Article

Data voids: What are they and do they threaten democracy?

data voids are intricate systems in which media manipulators find opportunities to spread content that might be problematic and therefore harmful to our democracy.

Published date
Courses
Interaction in the hybrid media system
Copyright
Read time
11 minutes

IntroductionData voids can be a major problem for search engine companies like Google, Bing and YouTube, media manipulators use them in order to spread problematic content. The implications of false information encoutered online can have impact on our democracys, companies, they are should therefore try everything they can in order to stop misinformation spread though the data void.

Back to top

What is the data void?

Since the emergence of the Internet, a lot has changed in our society. More and more people turn to search engines like Google, Bing, and YouTube as a primary source for getting information. Golebiewski and boyd explain in their report Data Voids: Where Missing Data Can Easily Be Exploited (2019): “There are many search terms for which the available relevant data is limited, nonexistent, or deeply problematic. Recommender systems also struggle when there’s little available data to recommend. We call these low-quality data situations “data voids.” (p. 5). The data void, consequently, can lead to “low quality or low authority content because that’s the only content available.” (p. 5). In this article, I will explain how the data void come to exist and what their implications are on our current media system and our democracy.

The concept of the data void was first coined by Golebiewski and boyd (2019). “These voids occur when obscure search queries have few results associated with them, making them ripe for exploitation by media manipulators with ideological, economic, or political agendas.” (Golebiewski & boyd, 2019, p. 2). The data void itself is not a problem, but the space that it creates for media manipulators to share false information is a threat.

Users of these platforms can stumble upon a misinformation while searching, or could be led to them through the interference of what they call ‘media manipulators’.  Search engines work with massive amounts of data that are meant to provide the searcher with the information they are looking for,

but it depends on the specific term, or combination of terms, how many results you will encounter. Furthermore, quality of the information as provided can vary from high-quality, legitimate news, to low-quality, problematic content.

One example is that of the word ‘basketball’. When googling this word you will encounter many results that will vary from the basketball as an object, to the nearest and most recent basketball game. The results you will get will be based on your current location and on the search engine technology that bases its logic on what those that searched before you were looking for.

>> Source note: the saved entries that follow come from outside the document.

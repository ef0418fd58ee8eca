use serde_json::Value;

use crate::db::{
    connection::Database,
    documents::{DocPath, SetMode},
    error::RemoteError,
    models::{user::initial_user_fields, Avatar, User, UserStats},
    watch::{DocumentWatch, WatchClosed},
    USERS,
};
use crate::{log_error, log_info};

const ENABLE_LOGS: bool = true;
const LOG_TAG: &str = "users";

/// Live view of one user document.
pub struct UserWatch {
    user_id: String,
    inner: DocumentWatch,
}

impl UserWatch {
    pub fn user_id(&self) -> &str {
        &self.user_id
    }

    /// Next decoded snapshot; `None` while the document does not exist.
    pub async fn next(&mut self) -> Result<Option<User>, WatchClosed> {
        let snapshot = self.inner.next().await?;
        Ok(snapshot
            .document
            .map(|doc| User::from_document(&self.user_id, &doc.data)))
    }
}

impl Database {
    /// Creates `users/{id}` with the default shape if it does not exist yet.
    /// An existing document is left untouched.
    pub async fn ensure_user(&self, user_id: &str, email: Option<&str>) -> Result<(), RemoteError> {
        let path = DocPath::new(USERS, user_id)?;
        let user_id = user_id.to_string();
        let email = email.map(str::to_string);

        let created = self
            .transaction(move |tx| {
                if tx.get(&path)?.is_some() {
                    return Ok(false);
                }
                let fields = initial_user_fields(&user_id, email.as_deref(), tx.now_ms());
                tx.set(&path, fields, SetMode::Merge)?;
                Ok(true)
            })
            .await
            .inspect_err(|err| log_error!("ensure_user failed: {err}"))?;

        if created {
            log_info!("created user document");
        }
        Ok(())
    }

    /// `None` when the user does not exist or the store is unavailable.
    pub async fn get_user(&self, user_id: &str) -> Option<User> {
        let path = match DocPath::new(USERS, user_id) {
            Ok(path) => path,
            Err(err) => {
                log_error!("get_user: {err}");
                return None;
            }
        };
        let id = user_id.to_string();
        match self.transaction(move |tx| tx.get(&path)).await {
            Ok(doc) => doc.map(|doc| User::from_document(&id, &doc.data)),
            Err(err) => {
                log_error!("get_user failed: {err}");
                None
            }
        }
    }

    pub async fn get_user_premium(&self, user_id: &str) -> bool {
        self.get_user(user_id)
            .await
            .map(|user| user.is_premium)
            .unwrap_or(false)
    }

    /// Flips the premium flag, stamping `premiumSince` when granted and
    /// clearing it when revoked.
    pub async fn set_premium(&self, user_id: &str, is_premium: bool) -> Result<(), RemoteError> {
        let path = DocPath::new(USERS, user_id)?;
        self.transaction(move |tx| {
            let now = tx.now_ms();
            let since = if is_premium { Value::from(now) } else { Value::Null };
            tx.update(
                &path,
                crate::fields! {
                    "isPremium" => is_premium,
                    "premiumSince" => since,
                    "updatedAt" => now,
                },
            )?;
            Ok(())
        })
        .await
        .inspect_err(|err| log_error!("set_premium failed: {err}"))?;

        log_info!("premium set to {is_premium}");
        Ok(())
    }

    /// Stores the chosen avatar and clears the other kind.
    pub async fn set_avatar(&self, user_id: &str, avatar: Avatar) -> Result<(), RemoteError> {
        let path = DocPath::new(USERS, user_id)?;
        let (image, emoji) = match avatar {
            Avatar::Image(uri) => (Value::String(uri), Value::Null),
            Avatar::Emoji(emoji) => (Value::Null, Value::String(emoji)),
        };
        self.transaction(move |tx| {
            tx.set(
                &path,
                crate::fields! { "avatar" => image.clone(), "avatarEmoji" => emoji.clone() },
                SetMode::Merge,
            )?;
            Ok(())
        })
        .await
        .inspect_err(|err| log_error!("set_avatar failed: {err}"))
    }

    /// Dashboard numbers; zeroes when the user is missing or unreadable.
    pub async fn get_user_stats(&self, user_id: &str) -> UserStats {
        self.get_user(user_id)
            .await
            .map(|user| user.stats())
            .unwrap_or_default()
    }

    pub async fn watch_user(&self, user_id: &str) -> Result<UserWatch, RemoteError> {
        let path = DocPath::new(USERS, user_id)?;
        let inner = self.watch_document(&path).await?;
        Ok(UserWatch {
            user_id: user_id.to_string(),
            inner,
        })
    }
}

#[cfg(test)]
mod tests {
    use crate::db::{models::Avatar, Database};
    use crate::utils::SystemClock;
    use std::sync::Arc;

    fn db() -> Database {
        Database::in_memory(Arc::new(SystemClock)).unwrap()
    }

    #[tokio::test]
    async fn ensure_user_does_not_overwrite_existing_fields() {
        let db = db();
        db.ensure_user("u1", Some("a@b.c")).await.unwrap();
        db.set_premium("u1", true).await.unwrap();
        db.ensure_user("u1", None).await.unwrap();

        let user = db.get_user("u1").await.unwrap();
        assert!(user.is_premium);
        assert!(user.premium_since.is_some());
        assert_eq!(user.email.as_deref(), Some("a@b.c"));
    }

    #[tokio::test]
    async fn revoking_premium_clears_since() {
        let db = db();
        db.ensure_user("u1", None).await.unwrap();
        db.set_premium("u1", true).await.unwrap();
        db.set_premium("u1", false).await.unwrap();

        let user = db.get_user("u1").await.unwrap();
        assert!(!user.is_premium);
        assert_eq!(user.premium_since, None);
    }

    #[tokio::test]
    async fn set_premium_on_missing_user_is_an_error() {
        let db = db();
        assert!(db.set_premium("ghost", true).await.is_err());
        assert!(!db.get_user_premium("ghost").await);
    }

    #[tokio::test]
    async fn avatar_kinds_replace_each_other() {
        let db = db();
        db.ensure_user("u1", None).await.unwrap();
        db.set_avatar("u1", Avatar::Image("file:///a.png".into()))
            .await
            .unwrap();
        db.set_avatar("u1", Avatar::Emoji("🦊".into())).await.unwrap();

        let user = db.get_user("u1").await.unwrap();
        assert_eq!(user.avatar, Some(Avatar::Emoji("🦊".into())));
    }

    #[tokio::test]
    async fn missing_user_reads_as_zero_stats() {
        let db = db();
        assert_eq!(db.get_user_stats("nobody").await, Default::default());
        assert!(db.get_user("nobody").await.is_none());
    }
}
use anyhow::Result;
use uuid::Uuid;

use super::{KeyValueStorage, DEVICE_USER_ID_KEY};

/// Stable per-install identifier, generated on first use.
pub fn device_user_id(storage: &dyn KeyValueStorage) -> Result<String> {
    if let Some(existing) = storage.get_item(DEVICE_USER_ID_KEY)? {
        let existing = existing.trim();
        if !existing.is_empty() {
            return Ok(existing.to_string());
        }
    }

    let id = Uuid::new_v4().to_string();
    storage.set_item(DEVICE_USER_ID_KEY, &id)?;
    Ok(id)
}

Search engines work with massive amounts of data that are meant to provide the searcher with the information they are looking for,but it depends on the specific term, or combination of terms, how many results you will encounter.

In the case of searching for something common like a basketball you will probably not encounter too many problems, but what happens when you type in random letters? You will probably find little to no results. “There is a long tail between a term like “basketball,” which promises a seemingly infinite number of results, and one with zero results. In that long tail, there are plenty of search queries that can drop people into a data void rife with existing but deeply problematic results.” (Golebiewski & boyd, 2019, p. 5). Problematic content might be of low quality or low authority and “some of these data voids are intentionally exploited to introduce disturbing content, while others are created to promote political propaganda.” (Golebiewski & boyd, 2019, p. 5).

According to Golebiewski and boyd (2019), there are five different sorts of data voids. I will discuss briefly how these occur and how media manipulators might look for them to spread content that we consider to be problematic.

  1. 1. Breaking news data voids come to exist after the occurrence of a major news event. The combinations of different terms associated with this specific event will lead to gaps in search inquiries that need to be filled with content. In this process of content production, media manipulators have the opportunity to link their content to these specific terms.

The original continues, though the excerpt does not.